OPENAI was hit by a supply chain attack linked to malicious TanStack packages, with two OpenAI employee devices downloading the compromised packages and exposing credential material from internal source code repositories.
According to OpenAI, the TeamPCP hacking group abused weaknesses in the package publishing process to distribute 84 malicious packages tied to the TanStack open source ecosystem, and the worm-like Mini Shai-Hulud campaign spread through trusted release pipelines, even generating valid SLSA Level 3 attestations to appear legitimate.

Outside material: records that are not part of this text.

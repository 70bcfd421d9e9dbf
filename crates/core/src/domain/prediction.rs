use serde::{Deserialize, Serialize};
use serde_json::{Map, Value};
use std::fmt;
use std::str::FromStr;

#[derive(Debug, Clone, PartialEq, Serialize, Deserialize)]
pub struct Prediction {
    pub id: String,
    #[serde(default)]
    pub company_id: String,
    #[serde(default)]
    pub company_symbol: String,
    #[serde(default)]
    pub company_name: String,

    #[serde(default)]
    pub reporting_year: String,
    #[serde(default, skip_serializing_if = "Option::is_none")]
    pub reporting_quarter: Option<String>,

    #[serde(default, skip_serializing_if = "Option::is_none")]
    pub long_term_debt_to_total_capital: Option<f64>,
    #[serde(default, skip_serializing_if = "Option::is_none")]
    pub total_debt_to_ebitda: Option<f64>,
    #[serde(default, skip_serializing_if = "Option::is_none")]
    pub net_income_margin: Option<f64>,
    #[serde(default, skip_serializing_if = "Option::is_none")]
    pub ebit_to_interest_expense: Option<f64>,
    #[serde(default, skip_serializing_if = "Option::is_none")]
    pub return_on_assets: Option<f64>,
    #[serde(default, skip_serializing_if = "Option::is_none")]
    pub sga_margin: Option<f64>,
    #[serde(default, skip_serializing_if = "Option::is_none")]
    pub return_on_capital: Option<f64>,

    // Annual models publish `probability`; quarterly models publish the other three.
    #[serde(default, skip_serializing_if = "Option::is_none")]
    pub probability: Option<f64>,
    #[serde(default, skip_serializing_if = "Option::is_none")]
    pub logistic_probability: Option<f64>,
    #[serde(default, skip_serializing_if = "Option::is_none")]
    pub gbm_probability: Option<f64>,
    #[serde(default, skip_serializing_if = "Option::is_none")]
    pub ensemble_probability: Option<f64>,
    #[serde(default)]
    pub default_probability: f64,

    #[serde(default)]
    pub risk_level: String,
    #[serde(default, skip_serializing_if = "Option::is_none")]
    pub risk_category: Option<String>,
    #[serde(default)]
    pub confidence: f64,

    #[serde(default, skip_serializing_if = "Option::is_none")]
    pub organization_id: Option<String>,
    #[serde(default, skip_serializing_if = "Option::is_none")]
    pub organization_name: Option<String>,
    #[serde(default)]
    pub organization_access: Scope,

    #[serde(default)]
    pub created_by: String,
    #[serde(default, skip_serializing_if = "Option::is_none")]
    pub created_by_email: Option<String>,
    #[serde(default)]
    pub created_at: String,
    #[serde(default, skip_serializing_if = "Option::is_none")]
    pub updated_at: Option<String>,

    #[serde(default, skip_serializing_if = "Option::is_none")]
    pub sector: Option<String>,
    #[serde(default, skip_serializing_if = "Option::is_none")]
    pub model_type: Option<String>,
    #[serde(default, skip_serializing_if = "Option::is_none")]
    pub model_version: Option<String>,

    #[serde(default)]
    pub financial_ratios: FinancialRatios,

    #[serde(flatten)]
    pub extra: Map<String, Value>,
}

#[derive(Debug, Clone, Default, PartialEq, Serialize, Deserialize)]
pub struct FinancialRatios {
    #[serde(default, skip_serializing_if = "Option::is_none")]
    pub ltdtc: Option<f64>,
    #[serde(default, skip_serializing_if = "Option::is_none")]
    pub roa: Option<f64>,
    #[serde(default, skip_serializing_if = "Option::is_none")]
    pub ebitint: Option<f64>,
    #[serde(default, skip_serializing_if = "Option::is_none")]
    pub sga: Option<f64>,
    #[serde(default, skip_serializing_if = "Option::is_none")]
    pub tdte: Option<f64>,
}

#[derive(Debug, Clone, Copy, Default, PartialEq, Eq, Hash, Serialize, Deserialize)]
#[serde(rename_all = "lowercase")]
pub enum Scope {
    #[default]
    Personal,
    Organization,
    System,
}

impl Scope {
    pub fn as_str(self) -> &'static str {
        match self {
            Scope::Personal => "personal",
            Scope::Organization => "organization",
            Scope::System => "system",
        }
    }

    pub fn from_access_level(raw: &str) -> Option<Self> {
        match raw {
            "personal" => Some(Scope::Personal),
            "organization" => Some(Scope::Organization),
            "system" => Some(Scope::System),
            _ => None,
        }
    }
}

impl fmt::Display for Scope {
    fn fmt(&self, f: &mut fmt::Formatter<'_>) -> fmt::Result {
        f.write_str(self.as_str())
    }
}

impl FromStr for Scope {
    type Err = anyhow::Error;

    fn from_str(s: &str) -> anyhow::Result<Self> {
        match s.trim().to_ascii_lowercase().as_str() {
            "personal" => Ok(Scope::Personal),
            "organization" => Ok(Scope::Organization),
            "system" => Ok(Scope::System),
            other => anyhow::bail!(
                "unknown scope {other:?} (expected personal, organization or system)"
            ),
        }
    }
}

#[derive(Debug, Clone, Copy, PartialEq, Eq, Hash, Serialize, Deserialize)]
#[serde(rename_all = "lowercase")]
pub enum DatasetKind {
    Annual,
    Quarterly,
}

impl DatasetKind {
    pub fn as_str(self) -> &'static str {
        match self {
            DatasetKind::Annual => "annual",
            DatasetKind::Quarterly => "quarterly",
        }
    }
}

impl fmt::Display for DatasetKind {
    fn fmt(&self, f: &mut fmt::Formatter<'_>) -> fmt::Result {
        f.write_str(self.as_str())
    }
}

impl FromStr for DatasetKind {
    type Err = anyhow::Error;

    fn from_str(s: &str) -> anyhow::Result<Self> {
        match s.trim().to_ascii_lowercase().as_str() {
            "annual" => Ok(DatasetKind::Annual),
            "quarterly" => Ok(DatasetKind::Quarterly),
            other => anyhow::bail!("unknown dataset kind {other:?} (expected annual or quarterly)"),
        }
    }
}

#[derive(Debug, Clone, Copy, PartialEq, Eq, Hash, Serialize, Deserialize)]
#[serde(rename_all = "lowercase")]
pub enum Source {
    Scoped,
    Platform,
}

impl Source {
    pub fn for_scope(scope: Scope) -> Self {
        match scope {
            Scope::System => Source::Platform,
            Scope::Personal | Scope::Organization => Source::Scoped,
        }
    }
}

#[derive(Debug, Clone, Copy, PartialEq, Eq, Hash, Serialize, Deserialize)]
pub struct DatasetKey {
    pub source: Source,
    pub kind: DatasetKind,
}

impl DatasetKey {
    pub const SCOPED_ANNUAL: Self = Self::new(Source::Scoped, DatasetKind::Annual);
    pub const SCOPED_QUARTERLY: Self = Self::new(Source::Scoped, DatasetKind::Quarterly);
    pub const PLATFORM_ANNUAL: Self = Self::new(Source::Platform, DatasetKind::Annual);
    pub const PLATFORM_QUARTERLY: Self = Self::new(Source::Platform, DatasetKind::Quarterly);

    pub const ALL: [Self; 4] = [
        Self::SCOPED_ANNUAL,
        Self::SCOPED_QUARTERLY,
        Self::PLATFORM_ANNUAL,
        Self::PLATFORM_QUARTERLY,
    ];

    pub const fn new(source: Source, kind: DatasetKind) -> Self {
        Self { source, kind }
    }

    pub(crate) fn index(self) -> usize {
        match (self.source, self.kind) {
            (Source::Scoped, DatasetKind::Annual) => 0,
            (Source::Scoped, DatasetKind::Quarterly) => 1,
            (Source::Platform, DatasetKind::Annual) => 2,
            (Source::Platform, DatasetKind::Quarterly) => 3,
        }
    }
}

impl fmt::Display for DatasetKey {
    fn fmt(&self, f: &mut fmt::Formatter<'_>) -> fmt::Result {
        let source = match self.source {
            Source::Scoped => "scoped",
            Source::Platform => "platform",
        };
        write!(f, "{source}_{}", self.kind)
    }
}

#[derive(Debug, Clone, PartialEq, Eq, Serialize, Deserialize)]
#[serde(from = "String", into = "String")]
pub enum Role {
    User,
    SuperAdmin,
    OrgAdmin,
    OrgMember,
    TenantAdmin,
    Other(String),
}

impl Role {
    pub fn parse(raw: &str) -> Self {
        match raw.trim().to_ascii_lowercase().as_str() {
            "user" => Role::User,
            "super_admin" => Role::SuperAdmin,
            "org_admin" => Role::OrgAdmin,
            "org_member" => Role::OrgMember,
            "tenant_admin" => Role::TenantAdmin,
            _ => Role::Other(raw.trim().to_string()),
        }
    }

    pub fn as_str(&self) -> &str {
        match self {
            Role::User => "user",
            Role::SuperAdmin => "super_admin",
            Role::OrgAdmin => "org_admin",
            Role::OrgMember => "org_member",
            Role::TenantAdmin => "tenant_admin",
            Role::Other(s) => s,
        }
    }
}

impl From<String> for Role {
    fn from(raw: String) -> Self {
        Role::parse(&raw)
    }
}

impl From<Role> for String {
    fn from(role: Role) -> Self {
        role.as_str().to_string()
    }
}

impl fmt::Display for Role {
    fn fmt(&self, f: &mut fmt::Formatter<'_>) -> fmt::Result {
        f.write_str(self.as_str())
    }
}

#[derive(Debug, Clone, PartialEq, Eq, Serialize, Deserialize)]
pub struct CurrentUser {
    pub id: String,
    #[serde(default)]
    pub role: Option<Role>,
}

impl CurrentUser {
    pub fn new(id: impl Into<String>, role: Option<Role>) -> Self {
        Self {
            id: id.into(),
            role,
        }
    }
}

Researchers say the worm steals secrets from CI/CD environments and targets more than 100 credential locations, installing persistence in developer tools and spreading to other packages controlled by compromised maintainers; the campaign has affected packages linked to TanStack, UiPath and DraftLab, among others.
OpenAI stated that the security breach had a limited impact and found no evidence that customer data, production systems or intellectual property were compromised, with credentials rotated and active sessions revoked. As a precaution, OpenAI revoked affected certificates and began re-signing software, while warning macOS users to update their OpenAI apps before 12 June 2026 to avoid potential update failures.
The company also coordinated with platform providers to block abuse of stolen certificates for notarisation and reviewed previously signed software for signs of tampering, noting that the two infected devices had not yet received the updated protections likely to have blocked the malicious downloads.